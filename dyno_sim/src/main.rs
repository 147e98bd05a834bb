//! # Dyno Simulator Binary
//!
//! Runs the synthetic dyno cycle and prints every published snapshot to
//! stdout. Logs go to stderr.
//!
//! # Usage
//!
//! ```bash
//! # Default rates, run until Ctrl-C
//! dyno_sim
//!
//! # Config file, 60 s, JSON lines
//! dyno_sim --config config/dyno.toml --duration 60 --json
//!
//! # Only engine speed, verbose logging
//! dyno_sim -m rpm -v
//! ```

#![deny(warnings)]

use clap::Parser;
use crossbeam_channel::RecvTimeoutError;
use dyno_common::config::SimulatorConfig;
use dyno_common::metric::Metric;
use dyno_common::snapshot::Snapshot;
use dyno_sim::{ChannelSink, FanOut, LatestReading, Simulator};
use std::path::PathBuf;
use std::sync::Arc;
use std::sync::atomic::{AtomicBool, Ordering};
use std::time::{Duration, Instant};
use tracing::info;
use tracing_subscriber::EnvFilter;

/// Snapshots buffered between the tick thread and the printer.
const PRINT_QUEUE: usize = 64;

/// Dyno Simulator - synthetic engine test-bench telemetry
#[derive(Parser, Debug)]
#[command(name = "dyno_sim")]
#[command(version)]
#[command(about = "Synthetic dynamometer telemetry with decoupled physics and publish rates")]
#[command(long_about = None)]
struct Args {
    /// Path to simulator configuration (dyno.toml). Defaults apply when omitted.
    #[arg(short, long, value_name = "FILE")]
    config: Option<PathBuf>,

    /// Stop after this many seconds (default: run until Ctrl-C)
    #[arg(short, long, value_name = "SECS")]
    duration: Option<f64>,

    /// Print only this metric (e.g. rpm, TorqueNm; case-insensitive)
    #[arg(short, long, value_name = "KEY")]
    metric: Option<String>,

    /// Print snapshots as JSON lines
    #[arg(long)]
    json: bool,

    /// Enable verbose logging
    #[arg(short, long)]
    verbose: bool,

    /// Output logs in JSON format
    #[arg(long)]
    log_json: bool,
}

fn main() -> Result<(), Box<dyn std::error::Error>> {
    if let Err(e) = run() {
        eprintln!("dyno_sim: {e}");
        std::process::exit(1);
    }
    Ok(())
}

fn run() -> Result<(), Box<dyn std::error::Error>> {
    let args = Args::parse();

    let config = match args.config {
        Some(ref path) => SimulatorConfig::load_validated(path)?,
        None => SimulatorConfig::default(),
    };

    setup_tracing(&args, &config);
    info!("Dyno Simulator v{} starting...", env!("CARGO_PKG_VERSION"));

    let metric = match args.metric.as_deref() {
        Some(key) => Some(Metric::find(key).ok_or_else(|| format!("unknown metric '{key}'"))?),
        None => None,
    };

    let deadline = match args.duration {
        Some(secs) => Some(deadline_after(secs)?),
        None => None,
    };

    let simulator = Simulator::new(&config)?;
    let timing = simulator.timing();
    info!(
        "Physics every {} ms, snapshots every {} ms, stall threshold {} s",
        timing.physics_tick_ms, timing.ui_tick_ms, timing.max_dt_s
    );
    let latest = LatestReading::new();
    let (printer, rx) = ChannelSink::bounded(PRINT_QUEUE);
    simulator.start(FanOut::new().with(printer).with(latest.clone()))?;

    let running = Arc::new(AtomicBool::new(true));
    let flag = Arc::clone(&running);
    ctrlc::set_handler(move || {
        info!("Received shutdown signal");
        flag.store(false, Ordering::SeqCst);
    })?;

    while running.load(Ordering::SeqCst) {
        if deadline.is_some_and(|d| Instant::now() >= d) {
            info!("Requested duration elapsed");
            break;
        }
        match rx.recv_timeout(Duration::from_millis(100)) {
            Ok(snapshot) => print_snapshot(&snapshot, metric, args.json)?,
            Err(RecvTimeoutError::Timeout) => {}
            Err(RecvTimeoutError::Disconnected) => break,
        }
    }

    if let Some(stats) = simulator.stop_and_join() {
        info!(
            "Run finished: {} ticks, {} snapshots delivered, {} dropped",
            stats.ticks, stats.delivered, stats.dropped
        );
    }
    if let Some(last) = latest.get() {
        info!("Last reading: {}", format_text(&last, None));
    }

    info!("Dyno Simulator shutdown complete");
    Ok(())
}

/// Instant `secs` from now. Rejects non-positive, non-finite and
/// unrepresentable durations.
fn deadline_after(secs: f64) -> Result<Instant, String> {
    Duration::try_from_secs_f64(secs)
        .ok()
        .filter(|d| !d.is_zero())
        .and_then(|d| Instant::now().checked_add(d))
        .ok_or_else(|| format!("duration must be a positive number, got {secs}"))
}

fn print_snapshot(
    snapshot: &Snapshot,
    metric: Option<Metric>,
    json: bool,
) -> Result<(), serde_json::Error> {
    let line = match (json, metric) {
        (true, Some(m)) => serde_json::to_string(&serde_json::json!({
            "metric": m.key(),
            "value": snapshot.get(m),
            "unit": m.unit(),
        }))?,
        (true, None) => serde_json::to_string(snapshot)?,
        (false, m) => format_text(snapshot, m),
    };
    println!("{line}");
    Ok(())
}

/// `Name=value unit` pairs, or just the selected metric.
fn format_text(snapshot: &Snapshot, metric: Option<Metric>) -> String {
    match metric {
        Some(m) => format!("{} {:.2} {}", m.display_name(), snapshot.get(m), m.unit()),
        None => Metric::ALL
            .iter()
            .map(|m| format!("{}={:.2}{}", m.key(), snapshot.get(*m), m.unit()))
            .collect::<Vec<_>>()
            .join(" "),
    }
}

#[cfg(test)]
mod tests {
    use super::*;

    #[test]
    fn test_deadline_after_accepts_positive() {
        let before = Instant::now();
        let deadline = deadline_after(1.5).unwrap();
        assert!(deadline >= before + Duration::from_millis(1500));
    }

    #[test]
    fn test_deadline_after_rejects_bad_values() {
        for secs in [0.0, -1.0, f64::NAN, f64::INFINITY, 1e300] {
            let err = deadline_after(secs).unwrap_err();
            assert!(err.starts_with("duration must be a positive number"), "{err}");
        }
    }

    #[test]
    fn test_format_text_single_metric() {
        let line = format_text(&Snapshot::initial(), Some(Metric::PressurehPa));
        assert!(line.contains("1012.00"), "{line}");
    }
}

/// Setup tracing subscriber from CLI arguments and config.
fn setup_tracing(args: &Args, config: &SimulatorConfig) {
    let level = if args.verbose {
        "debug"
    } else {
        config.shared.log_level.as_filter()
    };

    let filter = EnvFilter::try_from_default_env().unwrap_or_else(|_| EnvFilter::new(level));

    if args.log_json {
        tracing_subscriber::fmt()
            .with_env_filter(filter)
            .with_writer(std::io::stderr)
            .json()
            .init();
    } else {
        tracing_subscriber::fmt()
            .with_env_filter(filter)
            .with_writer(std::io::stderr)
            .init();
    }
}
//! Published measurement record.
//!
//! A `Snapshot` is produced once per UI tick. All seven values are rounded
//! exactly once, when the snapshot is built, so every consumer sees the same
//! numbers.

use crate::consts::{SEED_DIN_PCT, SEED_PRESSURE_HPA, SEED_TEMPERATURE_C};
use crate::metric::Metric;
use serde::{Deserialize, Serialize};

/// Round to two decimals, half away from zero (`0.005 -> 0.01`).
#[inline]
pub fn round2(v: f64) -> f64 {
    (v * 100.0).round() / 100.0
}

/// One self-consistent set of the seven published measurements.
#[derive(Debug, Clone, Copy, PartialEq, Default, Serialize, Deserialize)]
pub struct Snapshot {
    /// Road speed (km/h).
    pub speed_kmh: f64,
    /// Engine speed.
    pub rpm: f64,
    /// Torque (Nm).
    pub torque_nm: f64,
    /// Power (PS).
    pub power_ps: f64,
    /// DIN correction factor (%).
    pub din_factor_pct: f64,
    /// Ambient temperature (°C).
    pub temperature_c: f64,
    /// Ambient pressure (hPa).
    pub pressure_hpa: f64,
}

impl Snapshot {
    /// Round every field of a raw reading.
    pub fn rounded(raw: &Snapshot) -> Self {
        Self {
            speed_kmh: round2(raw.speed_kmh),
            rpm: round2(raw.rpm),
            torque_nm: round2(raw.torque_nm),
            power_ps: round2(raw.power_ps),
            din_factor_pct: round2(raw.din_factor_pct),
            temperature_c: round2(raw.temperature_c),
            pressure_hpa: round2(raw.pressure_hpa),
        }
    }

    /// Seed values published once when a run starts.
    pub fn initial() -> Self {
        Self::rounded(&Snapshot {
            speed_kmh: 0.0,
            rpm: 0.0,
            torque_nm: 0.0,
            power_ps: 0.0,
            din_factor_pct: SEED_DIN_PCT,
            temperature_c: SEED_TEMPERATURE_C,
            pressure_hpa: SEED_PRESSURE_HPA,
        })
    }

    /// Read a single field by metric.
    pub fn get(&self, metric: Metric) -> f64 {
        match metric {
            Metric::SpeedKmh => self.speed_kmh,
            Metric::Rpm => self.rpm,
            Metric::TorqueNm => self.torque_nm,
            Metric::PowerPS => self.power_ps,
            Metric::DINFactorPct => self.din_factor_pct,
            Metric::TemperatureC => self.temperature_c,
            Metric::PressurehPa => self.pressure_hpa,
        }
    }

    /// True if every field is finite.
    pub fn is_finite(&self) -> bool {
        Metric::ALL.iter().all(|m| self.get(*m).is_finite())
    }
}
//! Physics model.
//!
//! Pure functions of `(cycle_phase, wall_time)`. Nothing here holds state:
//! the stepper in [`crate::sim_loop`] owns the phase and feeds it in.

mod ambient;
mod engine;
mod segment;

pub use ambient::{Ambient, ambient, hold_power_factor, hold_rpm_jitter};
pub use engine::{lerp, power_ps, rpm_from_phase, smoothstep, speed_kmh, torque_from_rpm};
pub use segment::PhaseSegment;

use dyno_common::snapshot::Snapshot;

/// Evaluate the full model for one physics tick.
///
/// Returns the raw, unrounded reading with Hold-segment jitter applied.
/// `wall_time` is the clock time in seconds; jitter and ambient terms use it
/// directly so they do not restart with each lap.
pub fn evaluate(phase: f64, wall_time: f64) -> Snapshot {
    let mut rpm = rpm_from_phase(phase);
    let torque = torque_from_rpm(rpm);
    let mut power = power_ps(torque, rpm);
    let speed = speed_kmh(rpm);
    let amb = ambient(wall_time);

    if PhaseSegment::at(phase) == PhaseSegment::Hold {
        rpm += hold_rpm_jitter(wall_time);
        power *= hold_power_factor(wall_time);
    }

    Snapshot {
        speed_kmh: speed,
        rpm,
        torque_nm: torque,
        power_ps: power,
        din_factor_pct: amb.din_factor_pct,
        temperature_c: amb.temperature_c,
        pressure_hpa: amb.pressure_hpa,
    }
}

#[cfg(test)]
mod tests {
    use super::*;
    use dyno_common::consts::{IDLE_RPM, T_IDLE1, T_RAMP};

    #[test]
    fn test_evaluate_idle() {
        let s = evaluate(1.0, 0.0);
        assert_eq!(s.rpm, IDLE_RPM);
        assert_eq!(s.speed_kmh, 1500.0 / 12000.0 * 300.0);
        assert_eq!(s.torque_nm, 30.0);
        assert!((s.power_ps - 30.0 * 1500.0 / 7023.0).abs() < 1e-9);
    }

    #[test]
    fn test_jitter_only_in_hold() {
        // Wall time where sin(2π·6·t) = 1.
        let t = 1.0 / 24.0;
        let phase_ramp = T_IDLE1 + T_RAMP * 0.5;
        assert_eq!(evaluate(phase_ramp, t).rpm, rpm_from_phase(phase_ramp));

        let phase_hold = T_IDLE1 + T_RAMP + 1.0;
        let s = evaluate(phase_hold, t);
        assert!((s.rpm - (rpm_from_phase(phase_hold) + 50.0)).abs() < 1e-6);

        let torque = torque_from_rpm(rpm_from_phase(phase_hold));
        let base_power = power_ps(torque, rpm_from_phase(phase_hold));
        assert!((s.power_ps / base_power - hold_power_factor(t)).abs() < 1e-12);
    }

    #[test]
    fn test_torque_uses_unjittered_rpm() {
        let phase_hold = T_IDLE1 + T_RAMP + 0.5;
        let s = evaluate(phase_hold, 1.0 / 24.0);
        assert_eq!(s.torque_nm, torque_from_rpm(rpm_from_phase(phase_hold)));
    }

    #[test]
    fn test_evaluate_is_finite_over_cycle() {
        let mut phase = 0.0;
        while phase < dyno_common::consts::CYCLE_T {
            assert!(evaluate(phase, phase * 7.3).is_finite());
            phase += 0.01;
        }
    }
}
━━━
What is being asked: From the first line of the material above down to the line with "use dyno_common::config::SimulatorConfig;", output each line exactly; include both of those lines and add no others.

Answer section:
filename dyno_sim/src/main.rs
repository 147e98bd05a834bb
//! # Dyno Simulator Binary
//!
//! Runs the synthetic dyno cycle and prints every published snapshot to
//! stdout. Logs go to stderr.
//!
//! # Usage
//!
//! ```bash
//! # Default rates, run until Ctrl-C
//! dyno_sim
//!
//! # Config file, 60 s, JSON lines
//! dyno_sim --config config/dyno.toml --duration 60 --json
//!
//! # Only engine speed, verbose logging
//! dyno_sim -m rpm -v
//! ```

#![deny(warnings)]

use clap::Parser;
use crossbeam_channel::RecvTimeoutError;
use dyno_common::config::SimulatorConfig;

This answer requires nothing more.